Please define relation fields with using to keyword argument:

from django.db import models
from django.utils.translation import ugettext_lazy as _

class Post(models.Model):
    category = models.ForeignKey(
        to='Category',
        on_delete=models.CASCADE,
        related_name='posts',
        verbose_name=_('category'),
    )

This helps in two ways:

  1. You are safe from circular import situation. You are free to import any model in anywhere…
  2. This is more pythonic and readable… We define all others such as on_delete, related_name why not showing which model is targeted ?

The order of model inner classes

Django docs tell:

  • All database fields
  • Custom manager attributes
  • class Meta
  • def __str__()
  • def save()
  • def get_absolute_url()
  • Any custom methods

Please follow the convention. Again, you are not writing code to contribute Django. You are writing code for your self, your company, your family, your anything… If there are some conventions, let’s follow them… Why ?

Convention over configuration

I heard this term for the first time from Ruby on Rails community.

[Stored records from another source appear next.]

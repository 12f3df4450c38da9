//! Domain-level error types.
//!
//! These errors are transport agnostic. Inbound adapters map them to HTTP
//! responses; the domain only records a stable code, a message, optional
//! structured details, and the trace identifier in scope when the error was
//! raised.

use serde::{Deserialize, Serialize};
use serde_json::Value;
use utoipa::ToSchema;

use super::TraceId;

/// Stable machine-readable error code describing the failure category.
#[derive(Debug, Clone, Copy, PartialEq, Eq, Hash, Serialize, Deserialize, ToSchema)]
#[non_exhaustive]
#[serde(rename_all = "snake_case")]
pub enum ErrorCode {
    /// The request is malformed or fails validation.
    InvalidRequest,
    /// Authentication failed or is missing.
    Unauthorized,
    /// Authenticated but not permitted to perform this action.
    Forbidden,
    /// The requested resource does not exist.
    NotFound,
    /// The request conflicts with the current state of a resource.
    Conflict,
    /// A required dependency (database, payment processor) is unavailable.
    ServiceUnavailable,
    /// An unexpected error occurred inside the domain.
    InternalError,
}

impl ErrorCode {
    const fn fallback_message(self) -> &'static str {
        match self {
            Self::InvalidRequest => "invalid request",
            Self::Unauthorized => "unauthorized",
            Self::Forbidden => "forbidden",
            Self::NotFound => "not found",
            Self::Conflict => "conflict",
            Self::ServiceUnavailable => "service unavailable",
            Self::InternalError => "internal error",
        }
    }
}

/// Domain error payload.
///
/// ## Invariants
/// - `message` is non-empty once trimmed of whitespace.
/// - `trace_id`, when present, is non-empty.
///
/// # Examples
/// ```
/// use encore::domain::{Error, ErrorCode};
///
/// let err = Error::new(ErrorCode::NotFound, "missing");
/// assert_eq!(err.code(), ErrorCode::NotFound);
/// ```
#[derive(Debug, Clone, PartialEq, Serialize, Deserialize, ToSchema)]
#[serde(rename_all = "camelCase")]
#[serde(try_from = "ErrorDto", into = "ErrorDto")]
pub struct Error {
    #[schema(example = "invalid_request")]
    code: ErrorCode,
    #[schema(example = "Invalid status")]
    message: String,
    /// Echoed in the `trace-id` response header.
    trace_id: Option<String>,
    /// Field-level details, e.g. `{"field": "email", "code": "invalid_email"}`.
    #[schema(value_type = Option<Object>)]
    details: Option<Value>,
}

/// Validation errors emitted by the fallible constructors.
#[derive(Debug, Clone, PartialEq, Eq, thiserror::Error)]
pub enum ErrorValidationError {
    /// The message was blank.
    #[error("error message must not be empty")]
    EmptyMessage,
    /// The trace identifier was blank.
    #[error("trace identifier must not be empty")]
    EmptyTraceId,
}

impl Error {
    /// Create a new error, capturing the trace identifier in scope.
    ///
    /// Blank messages are replaced with a generic description of `code`.
    pub fn new(code: ErrorCode, message: impl Into<String>) -> Self {
        let message = message.into();
        let message = if message.trim().is_empty() {
            code.fallback_message().to_owned()
        } else {
            message
        };
        Self {
            code,
            message,
            trace_id: TraceId::current().map(|id| id.to_string()),
            details: None,
        }
    }

    /// Fallible constructor that rejects blank messages.
    pub fn try_new(code: ErrorCode, message: impl Into<String>) -> Result<Self, ErrorValidationError> {
        let message = message.into();
        if message.trim().is_empty() {
            return Err(ErrorValidationError::EmptyMessage);
        }
        Ok(Self::new(code, message))
    }

    /// Stable machine-readable error code.
    pub fn code(&self) -> ErrorCode {
        self.code
    }

    /// Human-readable message returned to adapters.
    pub fn message(&self) -> &str {
        self.message.as_str()
    }

    /// Trace identifier captured when the error was raised.
    pub fn trace_id(&self) -> Option<&str> {
        self.trace_id.as_deref()
    }

    /// Supplementary error details for adapters.
    pub fn details(&self) -> Option<&Value> {
        self.details.as_ref()
    }

    /// Attach structured details to the error.
    ///
    /// # Examples
    /// ```
    /// use encore::domain::Error;
    /// use serde_json::json;
    ///
    /// let err = Error::invalid_request("bad").with_details(json!({ "field": "name" }));
    /// assert!(err.details().is_some());
    /// ```
    pub fn with_details(mut self, details: Value) -> Self {
        self.details = Some(details);
        self
    }

    /// Replace the trace identifier.
    pub fn with_trace_id(mut self, trace_id: impl Into<String>) -> Self {
        self.trace_id = Some(trace_id.into());
        self
    }

    /// Replace the trace identifier, rejecting blank values.
    pub fn try_with_trace_id(
        self,
        trace_id: impl Into<String>,
    ) -> Result<Self, ErrorValidationError> {
        let trace_id = trace_id.into();
        if trace_id.trim().is_empty() {
            return Err(ErrorValidationError::EmptyTraceId);
        }
        Ok(self.with_trace_id(trace_id))
    }

    /// Convenience constructor for [`ErrorCode::InvalidRequest`].
    pub fn invalid_request(message: impl Into<String>) -> Self {
        Self::new(ErrorCode::InvalidRequest, message)
    }

    /// Convenience constructor for [`ErrorCode::Unauthorized`].
    pub fn unauthorized(message: impl Into<String>) -> Self {
        Self::new(ErrorCode::Unauthorized, message)
    }

    /// Convenience constructor for [`ErrorCode::Forbidden`].
    pub fn forbidden(message: impl Into<String>) -> Self {
        Self::new(ErrorCode::Forbidden, message)
    }

    /// Convenience constructor for [`ErrorCode::NotFound`].
    pub fn not_found(message: impl Into<String>) -> Self {
        Self::new(ErrorCode::NotFound, message)
    }

    /// Convenience constructor for [`ErrorCode::Conflict`].
    pub fn conflict(message: impl Into<String>) -> Self {
        Self::new(ErrorCode::Conflict, message)
    }

    /// Convenience constructor for [`ErrorCode::ServiceUnavailable`].
    pub fn service_unavailable(message: impl Into<String>) -> Self {
        Self::new(ErrorCode::ServiceUnavailable, message)
    }

    /// Convenience constructor for [`ErrorCode::InternalError`].
    pub fn internal(message: impl Into<String>) -> Self {
        Self::new(ErrorCode::InternalError, message)
    }
}

impl std::fmt::Display for Error {
    fn fmt(&self, f: &mut std::fmt::Formatter<'_>) -> std::fmt::Result {
        write!(f, "{}", self.message)
    }
}

impl std::error::Error for Error {}

#[derive(Debug, Clone, Serialize, Deserialize)]
#[serde(rename_all = "camelCase")]
struct ErrorDto {
    code: ErrorCode,
    message: String,
    #[serde(default, skip_serializing_if = "Option::is_none")]
    trace_id: Option<String>,
    #[serde(default, skip_serializing_if = "Option::is_none")]
    details: Option<Value>,
}

impl From<Error> for ErrorDto {
    fn from(value: Error) -> Self {
        Self {
            code: value.code,
            message: value.message,
            trace_id: value.trace_id,
            details: value.details,
        }
    }
}

impl TryFrom<ErrorDto> for Error {
    type Error = ErrorValidationError;

    fn try_from(value: ErrorDto) -> Result<Self, Self::Error> {
        let ErrorDto {
            code,
            message,
            trace_id,
            details,
        } = value;
        if message.trim().is_empty() {
            return Err(ErrorValidationError::EmptyMessage);
        }
        if trace_id.as_deref().is_some_and(|id| id.trim().is_empty()) {
            return Err(ErrorValidationError::EmptyTraceId);
        }
        // Payloads decoded from the wire keep their own trace id, never the
        // ambient one.
        Ok(Self {
            code,
            message,
            trace_id,
            details,
        })
    }
}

Let’s keep the conventions also in choices fields too:

If choices is defined for a given model field, define each choice as a list of tuples, with an all-uppercase name as a class attribute on the model

Example:

from django.db import models
from django.utils.translation import ugettext_lazy as _

class Post(models.Model):
    STATUS_OFFLINE = 0
    STATUS_ONLINE = 1
    STATUS_DELETED = 2
    STATUS_DRAFT = 3
    STATUS_CHOICES = [
        (STATUS_OFFLINE, _('Offline')),
        (STATUS_ONLINE, _('Online')),
        (STATUS_DELETED, _('Deleted')),
        (STATUS_DRAFT, _('Draft')),
    ]

Document also covers;

  • Template style
  • View style
  • Use of django.conf.settings

and few other miscellaneous information, please read It when you need It.